If the airflow switch opens during the run period, terminals 3, 4, and 5 will be de-energized, dropping out the main valve, pilot valve, and ignition.  Terminal 8 will remain energized so the burner motor will continue to run.  If the airflow switch closes, the purge timing will start and the start-up sequence will begin again.  Note that no lockouts have occurred which have to be manually reset.  Lockout requiring manual reset happens when no flame is detected after purge.  Flame relay, 2K, will not energize and the safety switch will heat and lockout the control in about 15 seconds. If there is a flame failure during run, terminals 3, 4, and 5 are de-energized; pilot, ignition, and main valve.  If airflow is still proven, an R4795A will begin purge timing and attempt to re-light.  It will make only one try.  An R4795D will not recycle.  An R4795D will lockout on flame failure during run.
An R4795D differs from the A series in safe start check.  If a flame is detected during pre-purge (2K relay energizes), the purge will stop and safety lock-out will occur in about 15 seconds—the time it takes the safety switch to heat up.  These two things are the only differences between R4795A and D.
The next upgrade of the R4795’s was the R7795 series.  The R7795 series used more solid-state technology.  The R7795’s still used plug-in purge timers, ST795A’s, but the amplifier is not plug-in or interchangeable.  Therefore, an R7795 has to be selected with the correct amplifier to match the scanner.  R7795A’s are used with UV detectors and B’s are flame rectification.  A’s and B’s are intermittent pilot models.  R7795C’s and D’s are interrupted pilot models, the C’s for UV detectors, the D’s with flame rectification detectors.  R7795’s require a Q795 sub-base.  Their operation is the same as the R4795’s.
In light of the RM7800 series, do not upgrade a customer from an R4795 to an R7795.  Always upgrade to the 7800 series.  Honeywell is only keeping the R7795 available due to O.E.M. demand.  To an O.E.M., the R7795 is less expensive than the 7800 series and OEMs are very, very price conscious.  With the demise of the R4795 series, the 7800 series will be the service industry’s control of choice.
To select an RM7895 system to replace an R4795 system, some decisions have to be made.  All R4795’s were intermittent pilot.  We can now choose intermittent pilot, the RM7895A or B, or interrupted pilot, the RM7895C or D.  Intermittent pilot means the pilot is on during the run period.  Interrupted pilot means the pilot is shut off during the run period.  All RM7895’s have an initiate sequence that lasts at least 10 seconds on initial powering of the relay.  During this ten seconds, the relay is checking that the line voltage is within 132 VAC and 102 VAC and line frequency is within plus or minus 10%, or 66 HZ and 54 HZ.  If any of these tolerances are not met, the 10 second initiate sequence will go into a hold condition until the tolerances are met, and if not met the RM7895 will lock-out in four minutes.  If, at any time during this hold period the tolerances are met, the 10-second initiate sequence will restart checking voltage and frequency again.

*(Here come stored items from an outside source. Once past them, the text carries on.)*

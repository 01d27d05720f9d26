//! Configuration for moving platform conveyance.

use bevy::prelude::*;

/// Configuration for moving platform conveyance.
#[derive(Reflect, Debug, Clone, Copy)]
pub struct ConveyanceConfig {
    /// Margin used by the backward boundary cast when a conveyed character
    /// is blocked. Post-resolution penetration never exceeds this value.
    pub max_penetration: f32,
}

impl Default for ConveyanceConfig {
    fn default() -> Self {
        Self {
            max_penetration: 0.25,
        }
    }
}
//! Configuration for core jump mechanics.

use bevy::prelude::*;

/// Configuration for core jump mechanics.
#[derive(Reflect, Debug, Clone, Copy)]
pub struct JumpingConfig {
    /// Vertical speed set by a ground jump (units/second).
    pub speed: f32,

    /// Coyote time duration in seconds.
    pub coyote_time: f32,

    /// How long (seconds) the contact probe reports "not grounded" after a jump,
    /// so the character does not re-land on the slope it just left.
    pub probe_suppression: f32,
}

impl Default for JumpingConfig {
    fn default() -> Self {
        Self {
            speed: 320.0,
            coyote_time: 0.1,
            probe_suppression: 0.1,
        }
    }
}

After passing the initiate sequence, the relay goes into stand-by.  Stand-by can be any length of time.  Stand-by simply means the control is waiting for a call for heat.  On a call for heat, terminal 4 is powered; the blower motor and pre-purge begins.  Pre-purge timing is whatever ST7800A plug-in card was selected, from 2 seconds to 30 minutes.  The airflow switch (AFS), installed between terminals 6 and 7, must close within the timing of the short timing purge cards, 2, 7, or 10 seconds, or within 10 seconds for longer timing purge cards.  The purge timing does not start to count until the AFS closes.  Should the AFS not close within the specified time or 10 seconds, whichever is shorter, the control will recycle or lock-out, depending on jumper 3 being intact; recycle or cut; lock-out.

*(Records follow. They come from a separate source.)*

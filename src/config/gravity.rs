//! Configuration for gravity scaling and fall speed.

use bevy::prelude::*;

/// Configuration for gravity scaling and fall speed.
///
/// Gravity itself is integrated by the physics engine; the controller only
/// switches the body's gravity scale.
#[derive(Reflect, Debug, Clone, Copy)]
pub struct GravityConfig {
    /// Gravity scale while rising or grounded.
    pub default_scale: f32,

    /// Gravity scale while falling. Higher than `default_scale` to avoid a floaty apex.
    pub falling_scale: f32,

    /// Maximum downward speed (units/second).
    pub max_fall_speed: f32,
}

impl Default for GravityConfig {
    fn default() -> Self {
        Self {
            default_scale: 1.0,
            falling_scale: 2.0,
            max_fall_speed: 600.0,
        }
    }
}
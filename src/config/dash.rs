//! Configuration for dash/evade motion.

use bevy::math::curve::EaseFunction;
use bevy::prelude::*;

/// Configuration for dash/evade motion.
#[derive(Reflect, Debug, Clone, Copy)]
pub struct DashConfig {
    /// Distance covered by a dash.
    pub distance: f32,

    /// Duration of the dash in seconds.
    pub duration: f32,

    /// Easing applied to the position interpolation.
    pub easing: EaseFunction,
}

impl Default for DashConfig {
    fn default() -> Self {
        Self {
            distance: 64.0,
            duration: 0.2,
            easing: EaseFunction::QuadraticOut,
        }
    }
}
//! Command-line interface definition.

use std::path::PathBuf;

use clap::Parser;

/// bobbin - extract inline event tags from your notes
#[derive(Debug, Parser)]
#[command(name = "bobbin")]
#[command(author, version, about, long_about = None)]
pub struct Cli {
    /// Glob pattern of note files, or a previously produced record file
    /// (.json / .ndjson / .jsonl)
    pub input: String,

    /// Path to configuration file
    #[arg(long, short, env = "BOBBIN_CONFIG")]
    pub config: Option<PathBuf>,

    /// Enable debug output
    #[arg(long, short = 'v')]
    pub debug: bool,

    // --- Output format flags ---
    /// Output an iCalendar document (default)
    #[arg(long, group = "output_format")]
    pub ical: bool,

    /// Output a tag-grouped Markdown report
    #[arg(long, group = "output_format")]
    pub report: bool,

    /// Output a JSON array of event records
    #[arg(long, group = "output_format")]
    pub json: bool,

    /// Output newline-delimited JSON event records
    #[arg(long, group = "output_format")]
    pub ndjson: bool,

    // --- Extraction options ---
    /// Tag name that triggers parsing (can be repeated; replaces the
    /// configured set)
    #[arg(long, action = clap::ArgAction::Append)]
    pub event_tag: Vec<String>,

    /// Title/description delimiter character
    #[arg(long)]
    pub delimiter: Option<char>,

    // --- Filter options ---
    /// Drop events whose named field is true (can be repeated)
    #[arg(long, action = clap::ArgAction::Append)]
    pub exclude: Vec<String>,

    /// Skip source files whose path matches this pattern (can be repeated)
    #[arg(long, action = clap::ArgAction::Append)]
    pub exclude_path: Vec<String>,

    /// Omit dateless events from calendar output instead of dating them
    /// today
    #[arg(long)]
    pub drop_dateless: bool,
}

/// The serializer selected by the output flags.
#[derive(Debug, Clone, Copy, PartialEq, Eq, Default)]
pub enum OutputKind {
    /// iCalendar document.
    #[default]
    Calendar,
    /// Tag-grouped Markdown report.
    Report,
    /// JSON array of records.
    Json,
    /// Newline-delimited JSON records.
    Ndjson,
}

impl Cli {
    /// Returns the output format based on CLI flags.
    pub fn output_kind(&self) -> OutputKind {
        if self.report {
            OutputKind::Report
        } else if self.json {
            OutputKind::Json
        } else if self.ndjson {
            OutputKind::Ndjson
        } else {
            OutputKind::Calendar
        }
    }
}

All RM7895’s have three configuration jumpers.  Jumper number 3 is the jumper that governs what happens if there is AFS failure.  If the AFS opens at any time after it has been made, that is in pre-purge, ignition trials, or during run, the RM7895 will recycle if jumper number 3 is left intact or if the jumper is cut the control will lock-out.
All RM7895’s have three jumpers that can be cut or left alone.  They are labeled JR1, JR2, and JR3.  Cutting a jumper enhances the level of safety.  Cutting a jumper never makes the control inoperative!  Jumper number 1 configures the PFEP (Pilot Flame Establishing Period).  Left intact, terminal10 will be powered for 10 seconds, the terminal that the ignition transformer is connected to.  If this jumper is cut, terminal 10 is powered for only 4 seconds.  Jumper number 2 configures the control to be a recycle or lockout control.  If left intact, the control will recycle on flame failure.  If cut, the control will lockout on flame failure.  Just like the RM7890, this jumper must be cut if an amplifier with 3 second flame response timing is used.  Jumper number 3 has been discussed.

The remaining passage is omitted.